As the Report notes, about 40% of agriculture’s contributions to greenhouse gas emissions come from livestock and feed production, so the livestock sector must play a critical role in fighting climate change. The report identifies support for grazing practices that build healthy soil as an important opportunity, because carefully managed grazing can simultaneously reduce emissions, improve biodiversity, and help producers survive in a changing climate. In addition, our country’s industrial scale of meat production—reliant on CAFOs, or  confined animal feeding operations—has resulted in a system that causes chronic health and environmental problems for rural communities. This industrialized meat production system needs to be replaced by more holistic policies that support worker health, air and water quality, animals, and ultimately, the climate. We should also be supporting climate-friendly food purchases and production of low-carbon foods such as legumes. Policies to encourage these shifts have already been adopted at the local and community levels, such as New York City’s pledge to cut municipal beef purchases by 50% over five years. 

Reduce Food Waste

Another critical component solution to the climate crisis is reducing food waste, which, fortunately, has gotten a lot of attention recently. Up to 40% of food in the U.S. and 30% of food globally, is never eaten. It is left in the fields unharvested or is purchased and never eaten. When food goes to waste, the energy and other resources that go into producing, transporting, processing, and storing it also are wasted. To reduce waste and provide food where it’s needed, we can be creating and supporting stronger links between regional foodsheds and providers and institutional food buyers (like schools, community food banks, and health providers). In addition, shorter supply chains that circulate money and food in local economies will help communities survive periods of turmoil, like extreme weather events and health crises. NRDC supports the report’s recommendations to build local and regional food systems by expanding market opportunities and partnerships, which will help reduce food waste by strengthening local and regional supply chains, and to increase support and investments in food waste reduction strategies across the supply chain, including the federal Winning on Food Waste initiative.

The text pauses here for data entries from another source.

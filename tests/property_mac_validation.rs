//! Property Test: MAC Address Format Validation
//!
//! This property test verifies that:
//! - Valid MAC addresses (XX:XX:XX:XX:XX:XX format) are accepted
//! - Invalid MAC addresses (wrong format, wrong length, invalid chars) are rejected

use blinky_backend::test_utils::generators;
use blinky_backend::validators::validate_mac_address;
use proptest::prelude::*;

proptest! {
    #![proptest_config(ProptestConfig::with_cases(100))]

    /// Property: All generated valid MAC addresses should pass validation
    #[test]
    fn prop_valid_mac_addresses_accepted(mac in generators::mac_address()) {
        let result = validate_mac_address(&mac);
        prop_assert!(
            result.is_ok(),
            "Valid MAC address {} should be accepted, but got error: {:?}",
            mac,
            result.err()
        );
    }

    /// Property: All generated invalid MAC addresses should fail validation
    #[test]
    fn prop_invalid_mac_addresses_rejected(mac in generators::invalid_mac_address()) {
        let result = validate_mac_address(&mac);
        prop_assert!(
            result.is_err(),
            "Invalid MAC address {} should be rejected, but was accepted",
            mac
        );
    }
}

Now is the time to be bold with our action plans and building sustainable systems that support our communities and food systems that protect our climate. Given that food production and agriculture are major contributors to climate change, so, too, can they be part of the climate action plan. Investments that engage the food and agriculture sector as partners in solving the climate crisis will help ensure a just, sustainable, resilient, and healthy environment and food system for the future.